Department of Biomedical Engineering, The University of Arizona, Tucson, Arizona, USA.
Health Sciences Library, The University of Arizona, Tucson, Arizona, USA.
J Am Med Inform Assoc. 2018 Dec 1;25(12):1685-1695. doi: 10.1093/jamia/ocy130.
This systematic review aims to analyze current capabilities, challenges, and impact of self-directed mobile health (mHealth) research applications such as those based on the ResearchKit platform.
A systematic review was conducted according to the Preferred Reporting Items for Systematic Reviews and Meta-Analyses (PRISMA) statement. English publications were included if: 1) mobile applications were used in the context of large-scale collection of data for biomedical research, and not as medical or behavioral intervention of any kind, and 2) all activities related to participating in research and data collection methods were executed remotely without any face-to-face interaction between researchers and study participants.
Thirty-six unique ResearchKit apps were identified. The majority of the apps were used to conduct observational studies on general citizens and generate large datasets for secondary research. Nearly half of the apps were focused on chronic conditions in adults.

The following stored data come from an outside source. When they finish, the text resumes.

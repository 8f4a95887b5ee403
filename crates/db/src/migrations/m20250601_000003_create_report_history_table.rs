//! Create report history table migration.

use sea_orm_migration::prelude::*;

#[derive(DeriveMigrationName)]
pub struct Migration;

#[async_trait::async_trait]
impl MigrationTrait for Migration {
    async fn up(&self, manager: &SchemaManager) -> Result<(), DbErr> {
        manager
            .create_table(
                Table::create()
                    .table(ReportHistory::Table)
                    .if_not_exists()
                    .col(
                        ColumnDef::new(ReportHistory::Id)
                            .string_len(32)
                            .not_null()
                            .primary_key(),
                    )
                    .col(
                        ColumnDef::new(ReportHistory::ReportId)
                            .string_len(32)
                            .not_null(),
                    )
                    .col(
                        ColumnDef::new(ReportHistory::Status)
                            .string_len(16)
                            .not_null(),
                    )
                    .col(ColumnDef::new(ReportHistory::Notes).text().null())
                    .col(
                        ColumnDef::new(ReportHistory::UpdatedBy)
                            .string_len(32)
                            .not_null(),
                    )
                    .col(
                        ColumnDef::new(ReportHistory::CreatedAt)
                            .timestamp_with_time_zone()
                            .not_null()
                            .default(Expr::current_timestamp()),
                    )
                    .foreign_key(
                        ForeignKey::create()
                            .name("fk_report_history_report")
                            .from(ReportHistory::Table, ReportHistory::ReportId)
                            .to(Report::Table, Report::Id)
                            .on_delete(ForeignKeyAction::Cascade),
                    )
                    .to_owned(),
            )
            .await?;

        // Index: report_id (for reading a report's history in order)
        manager
            .create_index(
                Index::create()
                    .name("idx_report_history_report_id")
                    .table(ReportHistory::Table)
                    .col(ReportHistory::ReportId)
                    .to_owned(),
            )
            .await?;

        Ok(())
    }

    async fn down(&self, manager: &SchemaManager) -> Result<(), DbErr> {
        manager
            .drop_table(Table::drop().table(ReportHistory::Table).to_owned())
            .await
    }
}

#[derive(Iden)]
enum ReportHistory {
    Table,
    Id,
    ReportId,
    Status,
    Notes,
    UpdatedBy,
    CreatedAt,
}

#[derive(Iden)]
enum Report {
    Table,
    Id,
}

The ability to generate large biomedical datasets on diverse populations that can be broadly shared and re-used was identified as a promising feature of mHealth research apps. Common challenges were low participation retention, uncertainty regarding how use patterns influence data quality, need for data validation, and privacy concerns.
ResearchKit and other mHealth-based studies are well positioned to enhance development and validation of novel digital biomarkers as well as generate new biomedical knowledge through retrospective studies. However, in order to capitalize on these benefits, mHealth research studies must strive to improve retention rates, implement rigorous data validation strategies, and address emerging privacy and security challenges.

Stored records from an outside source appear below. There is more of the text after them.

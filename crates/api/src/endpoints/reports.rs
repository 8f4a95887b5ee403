//! Report endpoints.

use std::time::Duration;

use axum::{
    Router,
    extract::{DefaultBodyLimit, Multipart, Path, Query, State},
    middleware::from_fn_with_state,
    routing::{delete, get, patch, post},
};
use tower_http::timeout::TimeoutLayer;
use civicwatch_common::{AppError, AppResult, IdGenerator, generate_storage_key};
use civicwatch_core::{CreateReportInput, Page, QueryService};
use civicwatch_db::entities::{
    report,
    report::{Category, MediaAttachment, MediaType, Severity},
    report_history,
};
use serde::{Deserialize, Serialize};

use crate::{
    extractors::AuthUser,
    middleware::AppState,
    rate_limit::{RateLimiterState, rate_limit_write_middleware},
    response::ApiResponse,
};

use super::RouterConfig;

/// Public view of a report.
#[derive(Serialize)]
#[serde(rename_all = "camelCase")]
pub struct ReportResponse {
    pub id: String,
    pub title: String,
    pub description: String,
    pub category: &'static str,
    pub severity: &'static str,
    pub status: &'static str,
    pub latitude: f64,
    pub longitude: f64,
    pub location_name: String,
    pub media: Vec<MediaAttachment>,
    pub user_id: String,
    pub upvote_count: i32,
    pub created_at: String,
    #[serde(skip_serializing_if = "Option::is_none")]
    pub updated_at: Option<String>,
    #[serde(skip_serializing_if = "Option::is_none")]
    pub distance_m: Option<f64>,
}

impl From<&report::Model> for ReportResponse {
    fn from(model: &report::Model) -> Self {
        Self {
            id: model.id.clone(),
            title: model.title.clone(),
            description: model.description.clone(),
            category: model.category.as_str(),
            severity: model.severity.as_str(),
            status: model.status.as_str(),
            latitude: model.latitude,
            longitude: model.longitude,
            location_name: model.location_name.clone(),
            media: model.attachments(),
            user_id: model.user_id.clone(),
            upvote_count: model.upvote_count,
            created_at: model.created_at.to_rfc3339(),
            updated_at: model.updated_at.map(|t| t.to_rfc3339()),
            distance_m: None,
        }
    }
}

/// One entry of a report's status history.
#[derive(Serialize)]
#[serde(rename_all = "camelCase")]
pub struct HistoryEntryResponse {
    pub status: &'static str,
    #[serde(skip_serializing_if = "Option::is_none")]
    pub notes: Option<String>,
    pub updated_by: String,
    pub created_at: String,
}

impl From<&report_history::Model> for HistoryEntryResponse {
    fn from(model: &report_history::Model) -> Self {
        Self {
            status: model.status.as_str(),
            notes: model.notes.clone(),
            updated_by: model.updated_by.clone(),
            created_at: model.created_at.to_rfc3339(),
        }
    }
}

/// Report detail: the report plus its full history.
#[derive(Serialize)]
#[serde(rename_all = "camelCase")]
pub struct ReportDetailResponse {
    #[serde(flatten)]
    pub report: ReportResponse,
    pub history: Vec<HistoryEntryResponse>,
}

/// A page of reports.
#[derive(Serialize)]
#[serde(rename_all = "camelCase")]
pub struct ReportPageResponse {
    pub reports: Vec<ReportResponse>,
    pub total: u64,
    pub page: u64,
    pub per_page: u64,
}

/// Page-number pagination parameters.
#[derive(Debug, Deserialize)]
#[serde(rename_all = "camelCase")]
pub struct PageParams {
    pub page: Option<u64>,
    pub per_page: Option<u64>,
}

impl PageParams {
    /// Resolve to (limit, offset, page).
    fn resolve(&self) -> (u64, u64, u64) {
        let page = self.page.unwrap_or(1).max(1);
        let limit = QueryService::clamp_limit(self.per_page);
        (limit, QueryService::page_offset(page, limit), page)
    }
}

fn page_response(page: Page<report::Model>, page_no: u64) -> ReportPageResponse {
    ReportPageResponse {
        reports: page.items.iter().map(ReportResponse::from).collect(),
        total: page.total,
        page: page_no,
        per_page: page.limit,
    }
}

/// Create a report from a multipart form: text fields plus media files.
async fn create_report(
    AuthUser(user): AuthUser,
    State(state): State<AppState>,
    mut multipart: Multipart,
) -> AppResult<ApiResponse<ReportResponse>> {
    let mut title = None;
    let mut description = None;
    let mut category = None;
    let mut severity = None;
    let mut lat = None;
    let mut lng = None;
    let mut location_name = None;
    let mut media: Vec<MediaAttachment> = Vec::new();

    let id_gen = IdGenerator::new();

    while let Some(field) = multipart
        .next_field()
        .await
        .map_err(|e| AppError::BadRequest(e.to_string()))?
    {
        let name = field.name().unwrap_or("").to_string();

        match name.as_str() {
            "title" => title = Some(text_field(field).await?),
            "description" => description = Some(text_field(field).await?),
            "category" => {
                let text = text_field(field).await?;
                category = Some(
                    Category::parse(&text)
                        .ok_or_else(|| AppError::Validation(format!("Unknown category: {text}")))?,
                );
            }
            "severity" => {
                let text = text_field(field).await?;
                severity = Some(
                    Severity::parse(&text)
                        .ok_or_else(|| AppError::Validation(format!("Unknown severity: {text}")))?,
                );
            }
            "lat" => lat = Some(float_field(field, "lat").await?),
            "lng" => lng = Some(float_field(field, "lng").await?),
            "locationName" => location_name = Some(text_field(field).await?),
            "media" => {
                let file_name = field.file_name().unwrap_or("upload").to_string();
                let content_type = field
                    .content_type()
                    .map(ToString::to_string)
                    .unwrap_or_default();
                let media_type = MediaType::from_content_type(&content_type).ok_or_else(|| {
                    AppError::Validation(format!("Unsupported media type: {content_type}"))
                })?;

                let data = field
                    .bytes()
                    .await
                    .map_err(|e| AppError::BadRequest(e.to_string()))?;
                if data.len() as u64 > state.max_upload_bytes {
                    return Err(AppError::Validation(format!(
                        "File exceeds the {} byte upload limit",
                        state.max_upload_bytes
                    )));
                }

                let key = generate_storage_key(&id_gen.generate(), &file_name);
                let uploaded = state.media_store.upload(&key, &data, &content_type).await?;
                media.push(MediaAttachment {
                    media_type,
                    url: uploaded.url,
                });
            }
            _ => {}
        }
    }

    let input = CreateReportInput {
        title: title.ok_or_else(|| AppError::Validation("Missing field: title".to_string()))?,
        description: description
            .ok_or_else(|| AppError::Validation("Missing field: description".to_string()))?,
        category: category
            .ok_or_else(|| AppError::Validation("Missing field: category".to_string()))?,
        severity: severity
            .ok_or_else(|| AppError::Validation("Missing field: severity".to_string()))?,
        latitude: lat.ok_or_else(|| AppError::Validation("Missing field: lat".to_string()))?,
        longitude: lng.ok_or_else(|| AppError::Validation("Missing field: lng".to_string()))?,
        location_name: location_name
            .ok_or_else(|| AppError::Validation("Missing field: locationName".to_string()))?,
        media,
    };

    let created = state.report_service.create(&user, input).await?;
    Ok(ApiResponse::created(ReportResponse::from(&created)).with_message("Report created"))
}

async fn text_field(field: axum::extract::multipart::Field<'_>) -> AppResult<String> {
    field
        .text()
        .await
        .map_err(|e| AppError::BadRequest(e.to_string()))
}

async fn float_field(field: axum::extract::multipart::Field<'_>, name: &str) -> AppResult<f64> {
    let text = text_field(field).await?;
    text.trim()
        .parse::<f64>()
        .map_err(|_| AppError::Validation(format!("Invalid number for {name}: {text}")))
}

/// List the authenticated user's reports.
async fn my_reports(
    AuthUser(user): AuthUser,
    State(state): State<AppState>,
    Query(params): Query<PageParams>,
) -> AppResult<ApiResponse<ReportPageResponse>> {
    let (limit, offset, page_no) = params.resolve();
    let page = state.query_service.list_owned(&user, limit, offset).await?;
    Ok(ApiResponse::ok(page_response(page, page_no)))
}

/// Nearby query parameters.
#[derive(Debug, Deserialize)]
#[serde(rename_all = "camelCase")]
pub struct NearbyParams {
    pub lat: f64,
    pub lng: f64,
    /// Search radius in meters.
    pub radius: f64,
    pub page: Option<u64>,
    pub per_page: Option<u64>,
}

/// List reports near a point, nearest first.
async fn nearby_reports(
    AuthUser(_user): AuthUser,
    State(state): State<AppState>,
    Query(params): Query<NearbyParams>,
) -> AppResult<ApiResponse<ReportPageResponse>> {
    let page_no = params.page.unwrap_or(1).max(1);
    let limit = QueryService::clamp_limit(params.per_page);
    let offset = QueryService::page_offset(page_no, limit);

    let page = state
        .query_service
        .list_nearby(params.lat, params.lng, params.radius, limit, offset)
        .await?;

    let reports = page
        .items
        .iter()
        .map(|item| {
            let mut resp = ReportResponse::from(&item.report);
            resp.distance_m = Some(item.distance_m);
            resp
        })
        .collect();

    Ok(ApiResponse::ok(ReportPageResponse {
        reports,
        total: page.total,
        page: page_no,
        per_page: page.limit,
    }))
}

/// Get one report with its status history.
async fn get_report(
    State(state): State<AppState>,
    Path(id): Path<String>,
) -> AppResult<ApiResponse<ReportDetailResponse>> {
    let (report, history) = state.report_service.get(&id).await?;

    Ok(ApiResponse::ok(ReportDetailResponse {
        report: ReportResponse::from(&report),
        history: history.iter().map(HistoryEntryResponse::from).collect(),
    }))
}

/// Upvote toggle response.
#[derive(Serialize)]
#[serde(rename_all = "camelCase")]
pub struct UpvoteResponse {
    pub upvoted: bool,
    pub upvote_count: i32,
}

/// Toggle the authenticated user's upvote on a report.
async fn toggle_upvote(
    AuthUser(user): AuthUser,
    State(state): State<AppState>,
    Path(id): Path<String>,
) -> AppResult<ApiResponse<UpvoteResponse>> {
    let outcome = state.report_service.toggle_upvote(&user, &id).await?;

    Ok(ApiResponse::ok(UpvoteResponse {
        upvoted: outcome.upvoted,
        upvote_count: outcome.report.upvote_count,
    }))
}

/// Delete a report (owner or admin).
async fn delete_report(
    AuthUser(user): AuthUser,
    State(state): State<AppState>,
    Path(id): Path<String>,
) -> AppResult<ApiResponse<()>> {
    state.report_service.delete(&user, &id).await?;
    Ok(ApiResponse::message("Report deleted"))
}

pub fn router(limiter: RateLimiterState, cfg: &RouterConfig) -> Router<AppState> {
    // Media uploads get a longer timeout and a raised body cap.
    let uploads = Router::new()
        .route("/", post(create_report))
        .route_layer(from_fn_with_state(
            limiter.clone(),
            rate_limit_write_middleware,
        ))
        .layer(TimeoutLayer::new(Duration::from_secs(cfg.upload_timeout_secs)))
        .layer(DefaultBodyLimit::max(cfg.max_body_bytes));

    let writes = Router::new()
        .route("/{id}", delete(delete_report))
        .route("/{id}/upvote", patch(toggle_upvote))
        .route_layer(from_fn_with_state(limiter, rate_limit_write_middleware));

    let reads = Router::new()
        .route("/mine", get(my_reports))
        .route("/nearby", get(nearby_reports))
        .route("/{id}", get(get_report));

    let standard = writes
        .merge(reads)
        .layer(TimeoutLayer::new(Duration::from_secs(
            cfg.request_timeout_secs,
        )));

    uploads.merge(standard)
}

本系统评价旨在分析基于 ResearchKit 平台等自主移动医疗(mHealth)研究应用的当前能力、挑战和影响。
根据系统评价和荟萃分析的首选报告项目(PRISMA)声明进行系统评价。如果符合以下标准,则纳入英文出版物:1)移动应用程序用于大规模收集生物医学研究数据,而不是作为任何类型的医疗或行为干预,2)所有与参与研究和数据收集方法相关的活动均远程执行,研究人员和研究参与者之间没有任何面对面的互动。

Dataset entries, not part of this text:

//! Create report table migration.

use sea_orm_migration::prelude::*;

#[derive(DeriveMigrationName)]
pub struct Migration;

#[async_trait::async_trait]
impl MigrationTrait for Migration {
    async fn up(&self, manager: &SchemaManager) -> Result<(), DbErr> {
        manager
            .create_table(
                Table::create()
                    .table(Report::Table)
                    .if_not_exists()
                    .col(
                        ColumnDef::new(Report::Id)
                            .string_len(32)
                            .not_null()
                            .primary_key(),
                    )
                    .col(ColumnDef::new(Report::Title).string_len(200).not_null())
                    .col(ColumnDef::new(Report::Description).text().not_null())
                    .col(ColumnDef::new(Report::Category).string_len(32).not_null())
                    .col(ColumnDef::new(Report::Severity).string_len(16).not_null())
                    .col(
                        ColumnDef::new(Report::Status)
                            .string_len(16)
                            .not_null()
                            .default("reported"),
                    )
                    .col(ColumnDef::new(Report::Latitude).double().not_null())
                    .col(ColumnDef::new(Report::Longitude).double().not_null())
                    .col(
                        ColumnDef::new(Report::LocationName)
                            .string_len(256)
                            .not_null(),
                    )
                    .col(
                        ColumnDef::new(Report::Media)
                            .json_binary()
                            .not_null()
                            .default("[]"),
                    )
                    .col(ColumnDef::new(Report::UserId).string_len(32).not_null())
                    .col(
                        ColumnDef::new(Report::UpvoteCount)
                            .integer()
                            .not_null()
                            .default(0),
                    )
                    .col(
                        ColumnDef::new(Report::CreatedAt)
                            .timestamp_with_time_zone()
                            .not_null()
                            .default(Expr::current_timestamp()),
                    )
                    .col(
                        ColumnDef::new(Report::UpdatedAt)
                            .timestamp_with_time_zone()
                            .null(),
                    )
                    .foreign_key(
                        ForeignKey::create()
                            .name("fk_report_user")
                            .from(Report::Table, Report::UserId)
                            .to(User::Table, User::Id)
                            .on_delete(ForeignKeyAction::Cascade),
                    )
                    .to_owned(),
            )
            .await?;

        // Index: user_id (for owner listings)
        manager
            .create_index(
                Index::create()
                    .name("idx_report_user_id")
                    .table(Report::Table)
                    .col(Report::UserId)
                    .to_owned(),
            )
            .await?;

        // Index: status + category (for admin filtered listings)
        manager
            .create_index(
                Index::create()
                    .name("idx_report_status")
                    .table(Report::Table)
                    .col(Report::Status)
                    .to_owned(),
            )
            .await?;

        manager
            .create_index(
                Index::create()
                    .name("idx_report_category")
                    .table(Report::Table)
                    .col(Report::Category)
                    .to_owned(),
            )
            .await?;

        // Index: (latitude, longitude) for nearby bounding-box pre-filter
        manager
            .create_index(
                Index::create()
                    .name("idx_report_lat_lng")
                    .table(Report::Table)
                    .col(Report::Latitude)
                    .col(Report::Longitude)
                    .to_owned(),
            )
            .await?;

        // Index: created_at (for newest-first pagination)
        manager
            .create_index(
                Index::create()
                    .name("idx_report_created_at")
                    .table(Report::Table)
                    .col(Report::CreatedAt)
                    .to_owned(),
            )
            .await?;

        Ok(())
    }

    async fn down(&self, manager: &SchemaManager) -> Result<(), DbErr> {
        manager
            .drop_table(Table::drop().table(Report::Table).to_owned())
            .await
    }
}

#[derive(Iden)]
enum Report {
    Table,
    Id,
    Title,
    Description,
    Category,
    Severity,
    Status,
    Latitude,
    Longitude,
    LocationName,
    Media,
    UserId,
    UpvoteCount,
    CreatedAt,
    UpdatedAt,
}

#[derive(Iden)]
enum User {
    Table,
    Id,
}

确定了 36 个独特的 ResearchKit 应用程序。大多数应用程序用于对普通公民进行观察性研究,并生成用于二次研究的大型数据集。近一半的应用程序专注于成年人的慢性疾病。
能够在不同人群中生成可广泛共享和重复使用的大型生物医学数据集被认为是 mHealth 研究应用的一个有前途的特征。常见的挑战包括参与保留率低、不确定使用模式如何影响数据质量、需要数据验证以及隐私问题。
ResearchKit 和其他基于 mHealth 的研究非常适合通过回顾性研究来增强新型数字生物标志物的开发和验证,并产生新的生物医学知识。然而,为了利用这些优势,mHealth 研究必须努力提高保留率、实施严格的数据验证策略,并解决新出现的隐私和安全挑战。